Determinantes sociales del bienestar: Una perspectiva desde el trabajo social
Determinantes sociales del bienestar: Una perspectiva desde el trabajo social
Paloma Martí
¿En qué medida el entorno social condiciona la capacidad de una persona para mantener un estado de bienestar físico y mental?
Las circunstancias en las que las personas nacen, crecen, trabajan, viven y envejecen influyen de manera decisiva en su estado de salud. Esta no depende únicamente de factores biológicos o médicos, sino que está determinada en gran medida por condiciones sociales, económicas y culturales conocidas como determinantes sociales de la salud.
La salud sigue un gradiente social
Cuanto más desfavorable es la posición socioeconómica de una población, menores ingresos, bajo nivel educativo y condiciones precarias de vivienda, peor es su estado general de salud.

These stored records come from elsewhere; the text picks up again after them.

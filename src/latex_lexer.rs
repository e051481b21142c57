use derive_more::Display;
use logos::{Lexer, Logos};
use unicode_segmentation::UnicodeSegmentation;

#[derive(Debug, Clone, PartialEq, Eq, Display)]
pub enum Token {
    /// One grapheme cluster of source text.
    #[display("{_0}")]
    Literal(String),
    /// A control word (`\alpha`, `\frac*`) or control symbol (`\,`, `\{`),
    /// stored without its backslash.
    #[display("\\{_0}")]
    Command(String),
    #[display("{{")]
    GroupOpen,
    #[display("}}")]
    GroupClose,
    #[display("^")]
    Superscript,
    #[display("_")]
    Subscript,
    /// `#1`..`#9`, `#0` or `#?`.
    #[display("#{_0}")]
    Parameter(char),
    #[display("$")]
    InlineShift,
    #[display("$$")]
    DisplayShift,
    #[display(" ")]
    Space,
    /// A trailing backslash with nothing after it.
    #[display("\\")]
    Escape,
}

impl Token {
    pub fn literal(s: impl Into<String>) -> Self {
        Token::Literal(s.into())
    }

    pub fn command(s: impl Into<String>) -> Self {
        Token::Command(s.into())
    }

    pub fn is_literal(&self, s: &str) -> bool {
        matches!(self, Token::Literal(l) if l == s)
    }

    pub fn is_command(&self, s: &str) -> bool {
        matches!(self, Token::Command(c) if c == s)
    }
}

#[derive(Debug, Clone, Copy, PartialEq)]
enum Hash {
    Parameter(char),
    Literal,
}

#[derive(Logos, Debug, Clone, Copy, PartialEq)]
#[logos(skip r"%[^\n]*")]
enum RawToken<'a> {
    #[regex(r"[ \t\r\n\f]+")]
    Space,

    #[regex(r"\\[a-zA-Z][a-zA-Z*]*", |lex| &lex.slice()[1..])]
    #[regex(r"\\[^a-zA-Z]", |lex| &lex.slice()[1..])]
    Command(&'a str),

    #[token("\\")]
    Escape,

    #[token("{")]
    GroupOpen,

    #[token("}")]
    GroupClose,

    #[token("#", parameter)]
    Hash(Hash),

    #[token("^")]
    Superscript,

    #[token("_")]
    Subscript,

    #[token("$$")]
    DisplayShift,

    #[token("$")]
    InlineShift,

    #[regex(r"[^\\{}#^_$% \t\r\n\f]", grapheme)]
    Literal(&'a str),
}

fn parameter<'a>(lex: &mut Lexer<'a, RawToken<'a>>) -> Hash {
    let mut rest = lex.remainder().chars();
    match (rest.next(), rest.next()) {
        (Some(c @ ('0'..='9' | '?')), next) if !next.is_some_and(char::is_alphanumeric) => {
            lex.bump(1);
            Hash::Parameter(c)
        }
        _ => Hash::Literal,
    }
}

fn grapheme<'a>(lex: &mut Lexer<'a, RawToken<'a>>) -> &'a str {
    let start = lex.span().start;
    let cluster = lex.source()[start..]
        .graphemes(true)
        .next()
        .map_or(0, str::len);
    lex.bump(cluster.saturating_sub(lex.slice().len()));
    lex.slice()
}

/// Splits LaTeX source into tokens. Never fails: anything unrecognized comes
/// out as a literal.
pub fn tokenize(text: &str) -> Vec<Token> {
    let mut lexer = RawToken::lexer(text);
    let mut tokens = vec![];

    while let Some(raw) = lexer.next() {
        tokens.push(match raw {
            Ok(RawToken::Space) => Token::Space,
            Ok(RawToken::Command("bgroup")) => Token::GroupOpen,
            Ok(RawToken::Command("egroup")) => Token::GroupClose,
            Ok(RawToken::Command(name)) => Token::command(name),
            Ok(RawToken::Escape) => Token::Escape,
            Ok(RawToken::GroupOpen) => Token::GroupOpen,
            Ok(RawToken::GroupClose) => Token::GroupClose,
            Ok(RawToken::Hash(Hash::Parameter(c))) => Token::Parameter(c),
            Ok(RawToken::Hash(Hash::Literal)) => Token::literal("#"),
            Ok(RawToken::Superscript) => Token::Superscript,
            Ok(RawToken::Subscript) => Token::Subscript,
            Ok(RawToken::DisplayShift) => Token::DisplayShift,
            Ok(RawToken::InlineShift) => Token::InlineShift,
            Ok(RawToken::Literal(s)) => Token::literal(s),
            Err(()) => Token::literal(lexer.slice()),
        });
    }

    tokens
}

/// Joins tokens back into LaTeX source, inserting a space where a control
/// word would otherwise run into a following letter.
pub fn tokens_to_string(tokens: &[Token]) -> String {
    let mut latex = String::new();
    for (i, token) in tokens.iter().enumerate() {
        latex += &token.to_string();
        if let Token::Command(name) = token {
            let is_word = name.chars().next().is_some_and(|c| c.is_ascii_alphabetic());
            let runs_on = matches!(
                tokens.get(i + 1),
                Some(Token::Literal(next)) if next.starts_with(|c: char| c.is_ascii_alphabetic())
            );
            if is_word && runs_on {
                latex.push(' ');
            }
        }
    }
    latex
}

#[cfg(test)]
mod tests {
    use super::*;
    use pretty_assertions::assert_eq;
    use Token::*;

    fn lit(s: &str) -> Token {
        Token::literal(s)
    }

    fn cmd(s: &str) -> Token {
        Token::command(s)
    }

    #[test]
    fn commands_and_groups() {
        assert_eq!(
            tokenize(r"\frac{1}{x}"),
            [cmd("frac"), GroupOpen, lit("1"), GroupClose, GroupOpen, lit("x"), GroupClose]
        );
        assert_eq!(tokenize(r"\operatorname*"), [cmd("operatorname*")]);
        assert_eq!(tokenize(r"\,\{"), [cmd(","), cmd("{")]);
        assert_eq!(tokenize(r"\bgroup a\egroup"), [GroupOpen, lit("a"), GroupClose]);
    }

    #[test]
    fn whitespace_collapses() {
        assert_eq!(tokenize("a  \n\t b"), [lit("a"), Space, lit("b")]);
    }

    #[test]
    fn unicode_spaces_are_literals() {
        assert_eq!(
            tokenize("a\u{a0}b\u{2009}"),
            [lit("a"), lit("\u{a0}"), lit("b"), lit("\u{2009}")]
        );
    }

    #[test]
    fn comments_are_stripped() {
        assert_eq!(tokenize("a% comment\nb"), [lit("a"), Space, lit("b")]);
        assert_eq!(tokenize(r"50\%"), [lit("5"), lit("0"), cmd("%")]);
    }

    #[test]
    fn parameters() {
        assert_eq!(tokenize("#1+#?"), [Parameter('1'), lit("+"), Parameter('?')]);
        assert_eq!(tokenize("#1a"), [lit("#"), lit("1"), lit("a")]);
        assert_eq!(tokenize("#x"), [lit("#"), lit("x")]);
        assert_eq!(tokenize("#2"), [Parameter('2')]);
    }

    #[test]
    fn scripts_and_mode_shifts() {
        assert_eq!(
            tokenize("$$x^2_i$"),
            [DisplayShift, lit("x"), Superscript, lit("2"), Subscript, lit("i"), InlineShift]
        );
    }

    #[test]
    fn grapheme_clusters_stay_whole() {
        assert_eq!(tokenize("e\u{301}x"), [lit("e\u{301}"), lit("x")]);
        assert_eq!(tokenize("α≤β"), [lit("α"), lit("≤"), lit("β")]);
    }

    #[test]
    fn trailing_backslash_is_an_escape() {
        assert_eq!(tokenize(r"x\"), [lit("x"), Escape]);
    }

    #[test]
    fn round_trips_to_string() {
        let source = r"\alpha x+\frac{1}{2}^{#1}";
        assert_eq!(tokens_to_string(&tokenize(source)), source);
    }
}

La propia Organización Mundial de la Salud define la salud como “un estado de completo bienestar físico, mental y social, lo que implica que no basta con la ausencia de enfermedad, sino que es necesario contar con condiciones que permitan el desarrollo pleno en todos los ámbitos de la vida”.
En este contexto, resulta fundamental abordar el concepto de justicia social. A diferencia de la justicia conmutativa, que vigila que los contratos y acuerdos entre individuos se cumplan de manera correcta y equitativa, y de la justicia penal, cuya función principal es castigar el delito cuando se vulnera la ley, la justicia social tiene un propósito más amplio y colectivo: transformar las condiciones sociales para garantizar igualdad de derechos y oportunidades. Su finalidad es reducir las brechas existentes, proteger a los grupos más vulnerables y fortalecer la cohesión social mediante políticas inclusivas.

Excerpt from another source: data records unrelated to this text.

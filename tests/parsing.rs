use assert_matches::assert_matches;
use mathlist::{
    latex_parser::parse_latex,
    latex_tree::{Atom, AtomKind, GroupVariant, Limits, Mode, SequenceDisplay, SymbolClass},
    registry::{Macros, Registry},
};
use pretty_assertions::assert_eq;
use rstest::rstest;

fn parse(latex: &str) -> Vec<Atom> {
    parse_latex(latex, Mode::Math, &Registry::standard(), &Macros::standard())
}

fn ord(value: &str) -> Atom {
    Atom::symbol(Mode::Math, SymbolClass::Ord, value)
}

#[rstest]
#[case(r"\frac12")]
#[case(r"x^2+1")]
#[case(r"\sqrt[3]{x+y}")]
#[case(r"\left(a\middle|b\right]")]
#[case(r"\begin{pmatrix}a&b\\c&d\end{pmatrix}")]
#[case(r"\begin{array}{c|l}1&2\end{array}")]
#[case(r"\text{ab}")]
#[case(r"\mathbf{x}\alpha\beta")]
#[case(r"\sum_{i=0}^n i")]
#[case(r"\lim\limits_{x\to0}")]
#[case(r"\overline{ab}")]
#[case(r"\binom{n}{k}")]
#[case(r"a\,b\quad c")]
#[case(r"\{x\}")]
#[case(r"a \over b")]
#[case(r"a\atop b")]
#[case(r"n\choose k")]
#[case(r"x^{1\over2}+{a\over b}c")]
#[case(r"\begin{alignedat}{2}a&b\end{alignedat}")]
#[case(r"\int\limits_0^1\sin\nolimits x")]
fn round_trip(#[case] latex: &str) {
    let atoms = parse(latex);
    let serialized = SequenceDisplay(&atoms).to_string();
    assert_eq!(parse(&serialized), atoms, "{latex} serialized as {serialized}");
}

#[rstest]
#[case(r"x^2+1", r"x^{2}+1")]
#[case(r"\frac 1 2", r"\frac{1}{2}")]
#[case(r"\sqrt x", r"\sqrt{x}")]
#[case(r"\alpha x", r"\alpha x")]
#[case(r"a \over b", r"{a\over b}")]
#[case(r"\sin x", r"\sin x")]
#[case(r"\log_2 n", r"\log_{2}n")]
#[case(r"\int x", r"\int x")]
#[case(r"\sum\nolimits_i", r"\sum\nolimits_{i}")]
#[case(r"\begin{alignedat}{2}a&b\end{alignedat}", r"\begin{alignedat}{2}a&b\end{alignedat}")]
#[case(r"\frac1", r"\frac{1}{\placeholder{}}")]
fn serialization(#[case] latex: &str, #[case] expected: &str) {
    assert_eq!(SequenceDisplay(&parse(latex)).to_string(), expected);
}

#[test]
fn braced_infix_fraction_is_the_fraction() {
    assert_eq!(parse(r"{a\over b}"), parse(r"a\over b"));
    assert_matches!(
        &parse(r"{a\over b}")[..],
        [Atom { kind: AtomKind::Fraction { .. }, .. }]
    );
    assert_matches!(
        &parse(r"{a}")[..],
        [Atom { kind: AtomKind::Group { variant: GroupVariant::Plain, .. }, .. }]
    );
}

#[test]
fn fraction_of_single_tokens() {
    let atoms = parse(r"\frac12");
    assert_matches!(
        &atoms[..],
        [Atom { kind: AtomKind::Fraction { numerator, denominator, .. }, .. }]
            if numerator.content() == [ord("1")] && denominator.content() == [ord("2")]
    );
}

#[test]
fn superscript_on_the_base() {
    let atoms = parse("x^2+1");
    assert_eq!(atoms.len(), 3);
    assert_eq!(atoms[0].value(), "x");
    assert_eq!(
        atoms[0].superscript.as_ref().map(|s| s.content().to_vec()),
        Some(vec![ord("2")])
    );
    assert_eq!(atoms[1].value(), "+");
    assert_eq!(atoms[2], ord("1"));
}

#[test]
fn operators_keep_their_limits() {
    let atoms = parse(r"\sin\limits x");
    assert_matches!(atoms[0].kind, AtomKind::Operator { limits: Limits::Limits, explicit: true });
    assert_eq!(atoms[1], ord("x"));
}

#[test]
fn user_macros_expand() {
    let mut macros = Macros::new();
    macros.define("half", r"\frac{#1}{2}");
    let atoms = parse_latex(r"\half{x}", Mode::Math, &Registry::standard(), &macros);
    assert_matches!(
        &atoms[..],
        [Atom { kind: AtomKind::Group { variant: GroupVariant::Macro, children }, .. }]
            if matches!(children[1].kind, AtomKind::Fraction { .. })
    );
}

#[test]
fn half_typed_input_still_parses() {
    for latex in [r"\frac{", r"x^", r"\left(", r"\begin{matrix}a&", r"}}{", r"\sqrt["] {
        let atoms = parse(latex);
        assert!(atoms.iter().all(|atom| !atom.is_first()), "{latex}");
    }
}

El epidemiólogo Michael Marmot demostró, a través de diversas investigaciones, que existe una relación directa entre la posición social de las personas y su estado de salud. Sus estudios evidencian que quienes se encuentran en los niveles sociales más bajos presentan peores condiciones de salud, no solo por un menor acceso a la atención médica, sino por la influencia constante de los determinantes sociales en su vida cotidiana.
En su informe Fair Society, Healthy Lives (2010), Marmot destaca que las desigualdades en salud se originan desde la infancia. Las condiciones en las que crecen los niños —alimentación, estimulación educativa, estabilidad familiar y entorno social— influyen decisivamente en su desarrollo y en su salud futura. Por ello, sostiene que mejorar la salud de la población requiere ir más allá del sistema sanitario y abordar las causas sociales de la enfermedad, promoviendo una sociedad más justa y equitativa en términos de educación, empleo y condiciones de vida.

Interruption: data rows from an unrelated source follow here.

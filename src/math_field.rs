mod editing;
mod navigation;
mod notify;

use std::sync::Arc;

pub use editing::{InsertOptions, InsertionMode, SelectionMode};
pub use navigation::CharClass;
pub use notify::{Direction, Listener, Notification, NotificationGate, Scope};

use crate::{
    config::MathFieldConfig,
    latex_tree::{
        Atom, AtomKind, GroupVariant, Mode, Path, PathSegment, Relation, Sequence, SequenceDisplay,
    },
    registry::{Macros, Registry},
};

/// Where the focus sits relative to the anchor.
#[derive(Debug, Clone, Copy, PartialEq, Eq)]
pub enum Extent {
    Relative(isize),
    /// Focus on the first caret position of the siblings.
    Start,
    /// Focus on the last caret position of the siblings.
    End,
}

fn parent_at<'a>(root: &'a Atom, ancestors: &[PathSegment]) -> Option<&'a Atom> {
    let mut atom = root;
    for segment in ancestors {
        atom = atom.branch(segment.relation)?.get(segment.offset)?;
    }
    Some(atom)
}

fn parent_at_mut<'a>(root: &'a mut Atom, ancestors: &[PathSegment]) -> Option<&'a mut Atom> {
    let mut atom = root;
    for segment in ancestors {
        atom = atom.branch_mut(segment.relation)?.get_mut(segment.offset)?;
    }
    Some(atom)
}

fn sequence_at<'a>(root: &'a Atom, path: &[PathSegment]) -> Option<&'a Sequence> {
    let (last, ancestors) = path.split_last()?;
    parent_at(root, ancestors)?.branch(last.relation)
}

fn sequence_at_mut<'a>(root: &'a mut Atom, path: &[PathSegment]) -> Option<&'a mut Sequence> {
    let (last, ancestors) = path.split_last()?;
    parent_at_mut(root, ancestors)?.branch_mut(last.relation)
}

fn root_path(offset: usize) -> Path {
    vec![PathSegment::new(Relation::Children, offset)]
}

/// An editable atom tree with a selection.
///
/// The selection is a path to a sibling sequence, an anchor offset (the last
/// segment of the path) and a signed extent to the focus. Offset `k` puts the
/// caret after sibling `k`, so the selected atoms of a range are the siblings
/// between the smaller and the larger offset, excluding the former.
pub struct MathField<L: Listener = ()> {
    root: Atom,
    path: Path,
    extent: isize,
    registry: Arc<Registry>,
    macros: Macros,
    config: MathFieldConfig,
    listener: L,
    gate: NotificationGate,
}

impl MathField {
    pub fn new(registry: Arc<Registry>) -> Self {
        Self::with_listener(registry, ())
    }
}

impl<L: Listener> MathField<L> {
    pub fn with_listener(registry: Arc<Registry>, listener: L) -> Self {
        let config = MathFieldConfig::default();
        Self {
            root: Atom::group(config.default_mode, GroupVariant::Plain, vec![]),
            path: root_path(0),
            extent: 0,
            registry,
            macros: Macros::standard(),
            config,
            listener,
            gate: NotificationGate::default(),
        }
    }

    pub fn with_config(mut self, config: MathFieldConfig) -> Self {
        self.root.mode = config.default_mode;
        self.config = config;
        self
    }

    pub fn with_macros(mut self, macros: Macros) -> Self {
        self.macros = macros;
        self
    }

    pub fn set_macros(&mut self, macros: Macros) {
        self.macros = macros;
    }

    pub fn macros(&self) -> &Macros {
        &self.macros
    }

    pub fn registry(&self) -> &Registry {
        &self.registry
    }

    pub fn config(&self) -> &MathFieldConfig {
        &self.config
    }

    pub fn listener(&self) -> &L {
        &self.listener
    }

    pub fn listener_mut(&mut self) -> &mut L {
        &mut self.listener
    }

    /// Replaces the whole content, leaving the caret at the end.
    pub fn set_latex(&mut self, latex: &str) {
        self.insert(
            latex,
            InsertOptions {
                insertion_mode: InsertionMode::ReplaceAll,
                selection_mode: SelectionMode::After,
                ..InsertOptions::default()
            },
        );
    }

    pub fn root(&self) -> &Atom {
        &self.root
    }

    pub fn path(&self) -> &Path {
        &self.path
    }

    pub fn extent(&self) -> isize {
        self.extent
    }

    pub fn siblings(&self) -> &Sequence {
        sequence_at(&self.root, &self.path).expect("selection path always resolves")
    }

    fn siblings_mut(&mut self) -> &mut Sequence {
        sequence_at_mut(&mut self.root, &self.path).expect("selection path always resolves")
    }

    /// The atom owning the current siblings; the root at the top level.
    pub fn parent(&self) -> &Atom {
        parent_at(&self.root, &self.path[..self.path.len() - 1])
            .expect("selection path always resolves")
    }

    pub fn relation(&self) -> Relation {
        self.last_segment().relation
    }

    fn last_segment(&self) -> PathSegment {
        *self.path.last().expect("selection path is never empty")
    }

    pub fn anchor_offset(&self) -> usize {
        self.last_segment().offset
    }

    pub fn focus_offset(&self) -> usize {
        self.anchor_offset().saturating_add_signed(self.extent)
    }

    pub fn start_offset(&self) -> usize {
        self.anchor_offset().min(self.focus_offset())
    }

    pub fn end_offset(&self) -> usize {
        self.anchor_offset().max(self.focus_offset())
    }

    pub fn anchor(&self) -> &Atom {
        &self.siblings()[self.anchor_offset()]
    }

    pub fn focus(&self) -> &Atom {
        &self.siblings()[self.focus_offset()]
    }

    pub fn is_collapsed(&self) -> bool {
        self.extent == 0
    }

    pub fn selected_atoms(&self) -> &[Atom] {
        &self.siblings()[self.start_offset() + 1..self.end_offset() + 1]
    }

    pub fn selection_latex(&self) -> String {
        SequenceDisplay(self.selected_atoms()).to_string()
    }

    pub fn to_latex(&self) -> String {
        self.root
            .branch(Relation::Children)
            .map(Sequence::to_string)
            .unwrap_or_default()
    }

    /// Number of distinct caret positions in the field.
    pub fn caret_positions(&self) -> usize {
        self.root.caret_positions() - 1
    }

    /// The mode new content at the caret is parsed in.
    pub fn mode(&self) -> Mode {
        let parent = self.parent();
        match &parent.kind {
            AtomKind::Group {
                variant: GroupVariant::Text,
                ..
            } => Mode::Text,
            AtomKind::Group {
                variant: GroupVariant::Inline | GroupVariant::Display,
                ..
            } => Mode::Math,
            _ => parent.mode,
        }
    }

    /// Moves the selection within the current siblings, or into another
    /// relation of the same parent. Negative offsets count from the end.
    /// Returns `false` if the parent has no such relation.
    pub fn set_selection(
        &mut self,
        offset: isize,
        extent: Extent,
        relation: Option<Relation>,
    ) -> bool {
        let mut path = self.path.clone();
        if let Some(relation) = relation {
            if self.parent().branch(relation).is_none() {
                log::debug!("no {relation} relation at {}", self.describe_path());
                return false;
            }
            if let Some(last) = path.last_mut() {
                *last = PathSegment::new(relation, 0);
            }
        }
        let Some(siblings) = sequence_at(&self.root, &path) else {
            return false;
        };
        let last = siblings.len() as isize - 1;
        let offset = (if offset < 0 { last + 1 + offset } else { offset }).clamp(0, last);
        let extent = match extent {
            Extent::Relative(extent) => (offset + extent).clamp(0, last) - offset,
            Extent::Start => -offset,
            Extent::End => last - offset,
        };
        if let Some(segment) = path.last_mut() {
            segment.offset = offset as usize;
        }
        self.select(path, extent);
        true
    }

    /// Moves the selection anywhere in the tree. An unresolvable path resets
    /// the caret to the start of the field.
    ///
    /// Without an extent, a placeholder right before the caret gets selected.
    pub fn set_path(&mut self, mut path: Path, extent: Option<isize>) -> bool {
        // macros are opaque: no path may pass through one
        let enters_macro = (1..path.len())
            .any(|depth| parent_at(&self.root, &path[..depth]).is_some_and(Atom::captures_selection));
        let resolved = path
            .first()
            .filter(|first| first.relation == Relation::Children && !enters_macro)
            .and_then(|_| sequence_at(&self.root, &path))
            .zip(path.last())
            .filter(|(siblings, last)| last.offset < siblings.len())
            .map(|(siblings, last)| (siblings.len(), siblings[last.offset].is_placeholder()));
        let Some((len, on_placeholder)) = resolved else {
            log::warn!(
                "invalid path [{}], resetting to the start",
                path.iter().map(ToString::to_string).collect::<Vec<_>>().join(", ")
            );
            self.select(root_path(0), 0);
            return false;
        };
        let Some(segment) = path.last_mut() else {
            return false;
        };
        let offset = segment.offset as isize;
        let extent = match extent {
            Some(extent) => (offset + extent).clamp(0, len as isize - 1) - offset,
            None if on_placeholder => {
                segment.offset -= 1;
                1
            }
            None => 0,
        };
        self.select(path, extent);
        true
    }

    /// Collapses the caret at `offset` in the current siblings.
    fn collapse_to(&mut self, offset: usize) {
        let mut path = self.path.clone();
        if let Some(last) = path.last_mut() {
            last.offset = offset;
        }
        self.select(path, 0);
    }

    /// Applies a resolved selection, notifying only on an actual change.
    fn select(&mut self, path: Path, extent: isize) {
        if path == self.path && extent == self.extent {
            return;
        }
        let notify = !self.gate.selection_suppressed();
        if notify {
            self.listener.selection_will_change();
        }
        log::trace!("selection {} -> {path:?} ({extent:+})", self.describe_path());
        self.path = path;
        self.extent = extent;
        if notify {
            self.listener.selection_did_change();
        }
    }

    fn describe_path(&self) -> String {
        self.path
            .iter()
            .map(ToString::to_string)
            .collect::<Vec<_>>()
            .join("/")
    }

    /// Runs a structural edit, bracketing it with content notifications
    /// unless an outer edit already did.
    fn mutate<T>(&mut self, edit: impl FnOnce(&mut Self) -> T) -> T {
        let outermost = !self.gate.content_changing();
        if outermost {
            self.listener.content_will_change();
        }
        let result = {
            let _scope = self.gate.enter_content();
            edit(self)
        };
        if outermost {
            self.listener.content_did_change();
        }
        result
    }
}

La justicia social también ha sido analizada por diversos filósofos y organismos internacionales. El filósofo político John Rawls, en su obra “Teoría de la justicia” afirma que, la justicia es la primera virtud de las instituciones sociales. Esto implica que cualquier sistema político debe estructurarse de modo que garantice la igualdad de derechos y oportunidades, especialmente para los sectores más desfavorecidos. Una sociedad justa no se mide únicamente por el cumplimiento de las leyes, sino por su capacidad para eliminar barreras estructurales que impidan el desarrollo pleno de sus miembros.
La Organización Mundial de la Salud, en su informe Closing the gap in a generation: Health equity through action on the social determinants of health (2008), señala que la pobreza y la exclusión social aumentan significativamente la probabilidad de enfermedad. Asimismo, destaca la necesidad de reconocer y corregir las desigualdades estructurales que afectan a grupos como mujeres, personas mayores, minorías étnicas y personas con discapacidad, quienes suelen enfrentar mayores cargas de cuidado, discriminación y menor estabilidad económica, lo que incrementa su vulnerabilidad a enfermedades física y trastornos de salud mental.
La ausencia de justicia social no solo perjudica la salud física, sino también la salud mental.
Vivir en condiciones de pobreza, inseguridad laboral, violencia o exclusión genera estrés crónico, ansiedad y depresión. La incertidumbre constante respecto al empleo, la vivienda o el acceso a servicios básicos impacta directamente en el bienestar emocional. No puede hablarse de salud integral cuando existen desigualdades estructurales que deterioran la estabilidad psicológica y limitan el desarrollo personal.
Retomando la pregunta inicial —¿en qué medida el entorno social condiciona la capacidad de una persona para mantener su bienestar físico y mental? —, puede afirmarse que el entorno social constituye un determinante fundamental del bienestar. Este influye directamente en el acceso a recursos esenciales como educación, empleo, vivienda, alimentación y servicios de salud. Un entorno equitativo e inclusivo no solo facilita la satisfacción de necesidades básicas, sino que promueve un estado de salud integral y sostenible a lo largo de la vida. En consecuencia, cuanto mayor sea la justicia social en una sociedad, mayores serán las probabilidades de que sus miembros gocen de bienestar físico y mental.